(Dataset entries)
>>>>
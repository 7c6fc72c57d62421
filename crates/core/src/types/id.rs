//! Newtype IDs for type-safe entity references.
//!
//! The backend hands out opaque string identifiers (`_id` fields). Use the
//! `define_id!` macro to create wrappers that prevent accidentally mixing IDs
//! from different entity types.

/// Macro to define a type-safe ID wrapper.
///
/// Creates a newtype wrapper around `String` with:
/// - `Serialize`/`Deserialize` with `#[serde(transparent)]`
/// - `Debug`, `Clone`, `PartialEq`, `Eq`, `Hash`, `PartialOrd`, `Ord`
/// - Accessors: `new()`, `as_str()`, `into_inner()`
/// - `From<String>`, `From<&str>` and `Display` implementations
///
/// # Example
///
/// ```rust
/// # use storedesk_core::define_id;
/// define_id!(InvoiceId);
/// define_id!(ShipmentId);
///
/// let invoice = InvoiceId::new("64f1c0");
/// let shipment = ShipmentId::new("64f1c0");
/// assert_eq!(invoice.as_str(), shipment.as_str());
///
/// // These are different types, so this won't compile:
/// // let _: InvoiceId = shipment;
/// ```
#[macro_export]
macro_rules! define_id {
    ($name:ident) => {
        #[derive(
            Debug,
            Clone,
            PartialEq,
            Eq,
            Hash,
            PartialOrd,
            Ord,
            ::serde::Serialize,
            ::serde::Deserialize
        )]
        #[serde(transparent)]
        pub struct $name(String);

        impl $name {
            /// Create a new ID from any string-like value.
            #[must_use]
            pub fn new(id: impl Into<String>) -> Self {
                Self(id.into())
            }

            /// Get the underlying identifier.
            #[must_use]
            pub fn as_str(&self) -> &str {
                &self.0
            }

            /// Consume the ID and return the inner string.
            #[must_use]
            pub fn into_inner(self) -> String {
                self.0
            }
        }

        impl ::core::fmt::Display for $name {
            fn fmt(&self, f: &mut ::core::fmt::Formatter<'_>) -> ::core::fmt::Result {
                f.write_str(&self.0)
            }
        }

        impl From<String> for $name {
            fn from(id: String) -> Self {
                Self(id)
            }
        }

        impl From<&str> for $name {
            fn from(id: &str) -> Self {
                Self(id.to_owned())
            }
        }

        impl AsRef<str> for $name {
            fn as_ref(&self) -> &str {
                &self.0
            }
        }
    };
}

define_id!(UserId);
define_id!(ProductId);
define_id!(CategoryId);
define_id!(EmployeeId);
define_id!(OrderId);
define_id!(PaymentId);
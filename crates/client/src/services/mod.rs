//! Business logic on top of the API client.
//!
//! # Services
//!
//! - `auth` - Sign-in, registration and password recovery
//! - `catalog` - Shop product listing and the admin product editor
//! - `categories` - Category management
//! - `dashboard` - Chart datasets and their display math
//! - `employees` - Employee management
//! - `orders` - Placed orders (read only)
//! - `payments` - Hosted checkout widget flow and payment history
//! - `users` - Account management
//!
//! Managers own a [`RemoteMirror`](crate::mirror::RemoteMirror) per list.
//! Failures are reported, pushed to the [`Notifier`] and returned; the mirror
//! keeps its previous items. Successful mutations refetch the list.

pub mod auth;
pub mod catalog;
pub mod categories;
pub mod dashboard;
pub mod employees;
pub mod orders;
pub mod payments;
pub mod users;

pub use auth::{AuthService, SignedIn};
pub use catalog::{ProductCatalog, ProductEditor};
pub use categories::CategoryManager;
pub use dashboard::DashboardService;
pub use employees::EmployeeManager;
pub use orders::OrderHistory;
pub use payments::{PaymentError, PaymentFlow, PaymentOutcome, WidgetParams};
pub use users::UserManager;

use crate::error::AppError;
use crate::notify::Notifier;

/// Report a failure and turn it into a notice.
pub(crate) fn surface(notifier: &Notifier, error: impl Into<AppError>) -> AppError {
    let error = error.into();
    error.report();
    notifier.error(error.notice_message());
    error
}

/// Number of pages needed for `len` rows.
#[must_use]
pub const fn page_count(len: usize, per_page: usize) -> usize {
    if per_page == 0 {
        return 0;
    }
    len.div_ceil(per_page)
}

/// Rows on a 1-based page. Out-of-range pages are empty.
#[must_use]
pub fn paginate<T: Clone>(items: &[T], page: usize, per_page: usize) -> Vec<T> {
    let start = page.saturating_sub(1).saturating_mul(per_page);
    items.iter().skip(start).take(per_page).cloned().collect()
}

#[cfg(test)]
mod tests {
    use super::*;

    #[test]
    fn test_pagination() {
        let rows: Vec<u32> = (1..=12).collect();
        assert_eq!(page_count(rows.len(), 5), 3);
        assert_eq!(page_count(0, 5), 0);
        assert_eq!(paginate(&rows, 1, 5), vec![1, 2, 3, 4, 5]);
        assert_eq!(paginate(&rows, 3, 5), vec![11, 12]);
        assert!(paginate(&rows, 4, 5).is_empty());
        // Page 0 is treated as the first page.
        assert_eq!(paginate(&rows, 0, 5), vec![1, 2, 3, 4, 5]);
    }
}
<<<<
• _AIM OF THE TASK_: Set the data above down again in full, exactly as it reads.

• _SOLUTION FOR THIS TASK_:
repository 7c6fc72c57d62421
filename crates/core/src/types/id.rs
//! Newtype IDs for type-safe entity references.
//!
//! The backend hands out opaque string identifiers (`_id` fields). Use the
//! `define_id!` macro to create wrappers that prevent accidentally mixing IDs
//! from different entity types.

/// Macro to define a type-safe ID wrapper.
///
/// Creates a newtype wrapper around `String` with:
/// - `Serialize`/`Deserialize` with `#[serde(transparent)]`
/// - `Debug`, `Clone`, `PartialEq`, `Eq`, `Hash`, `PartialOrd`, `Ord`
/// - Accessors: `new()`, `as_str()`, `into_inner()`
/// - `From<String>`, `From<&str>` and `Display` implementations
///
/// # Example
///
/// ```rust
/// # use storedesk_core::define_id;
/// define_id!(InvoiceId);
/// define_id!(ShipmentId);
///
/// let invoice = InvoiceId::new("64f1c0");
/// let shipment = ShipmentId::new("64f1c0");
/// assert_eq!(invoice.as_str(), shipment.as_str());
///
/// // These are different types, so this won't compile:
/// // let _: InvoiceId = shipment;
/// ```
#[macro_export]
macro_rules! define_id {
    ($name:ident) => {
        #[derive(
            Debug,
            Clone,
            PartialEq,
            Eq,
            Hash,
            PartialOrd,
            Ord,
            ::serde::Serialize,
            ::serde::Deserialize
        )]
        #[serde(transparent)]
        pub struct $name(String);

        impl $name {
            /// Create a new ID from any string-like value.
            #[must_use]
            pub fn new(id: impl Into<String>) -> Self {
                Self(id.into())
            }

            /// Get the underlying identifier.
            #[must_use]
            pub fn as_str(&self) -> &str {
                &self.0
            }

            /// Consume the ID and return the inner string.
            #[must_use]
            pub fn into_inner(self) -> String {
                self.0
            }
        }

        impl ::core::fmt::Display for $name {
            fn fmt(&self, f: &mut ::core::fmt::Formatter<'_>) -> ::core::fmt::Result {
                f.write_str(&self.0)
            }
        }

        impl From<String> for $name {
            fn from(id: String) -> Self {
                Self(id)
            }
        }

        impl From<&str> for $name {
            fn from(id: &str) -> Self {
                Self(id.to_owned())
            }
        }

        impl AsRef<str> for $name {
            fn as_ref(&self) -> &str {
                &self.0
            }
        }
    };
}

define_id!(UserId);
define_id!(ProductId);
define_id!(CategoryId);
define_id!(EmployeeId);
define_id!(OrderId);
define_id!(PaymentId);
filename crates/client/src/services/mod.rs
//! Business logic on top of the API client.
//!
//! # Services
//!
//! - `auth` - Sign-in, registration and password recovery
//! - `catalog` - Shop product listing and the admin product editor
//! - `categories` - Category management
//! - `dashboard` - Chart datasets and their display math
//! - `employees` - Employee management
//! - `orders` - Placed orders (read only)
//! - `payments` - Hosted checkout widget flow and payment history
//! - `users` - Account management
//!
//! Managers own a [`RemoteMirror`](crate::mirror::RemoteMirror) per list.
//! Failures are reported, pushed to the [`Notifier`] and returned; the mirror
//! keeps its previous items. Successful mutations refetch the list.

pub mod auth;
pub mod catalog;
pub mod categories;
pub mod dashboard;
pub mod employees;
pub mod orders;
pub mod payments;
pub mod users;

pub use auth::{AuthService, SignedIn};
pub use catalog::{ProductCatalog, ProductEditor};
pub use categories::CategoryManager;
pub use dashboard::DashboardService;
pub use employees::EmployeeManager;
pub use orders::OrderHistory;
pub use payments::{PaymentError, PaymentFlow, PaymentOutcome, WidgetParams};
pub use users::UserManager;

use crate::error::AppError;
use crate::notify::Notifier;

/// Report a failure and turn it into a notice.
pub(crate) fn surface(notifier: &Notifier, error: impl Into<AppError>) -> AppError {
    let error = error.into();
    error.report();
    notifier.error(error.notice_message());
    error
}

/// Number of pages needed for `len` rows.
#[must_use]
pub const fn page_count(len: usize, per_page: usize) -> usize {
    if per_page == 0 {
        return 0;
    }
    len.div_ceil(per_page)
}

/// Rows on a 1-based page. Out-of-range pages are empty.
#[must_use]
pub fn paginate<T: Clone>(items: &[T], page: usize, per_page: usize) -> Vec<T> {
    let start = page.saturating_sub(1).saturating_mul(per_page);
    items.iter().skip(start).take(per_page).cloned().collect()
}

#[cfg(test)]
mod tests {
    use super::*;

    #[test]
    fn test_pagination() {
        let rows: Vec<u32> = (1..=12).collect();
        assert_eq!(page_count(rows.len(), 5), 3);
        assert_eq!(page_count(0, 5), 0);
        assert_eq!(paginate(&rows, 1, 5), vec![1, 2, 3, 4, 5]);
        assert_eq!(paginate(&rows, 3, 5), vec![11, 12]);
        assert!(paginate(&rows, 4, 5).is_empty());
        // Page 0 is treated as the first page.
        assert_eq!(paginate(&rows, 0, 5), vec![1, 2, 3, 4, 5]);
    }
}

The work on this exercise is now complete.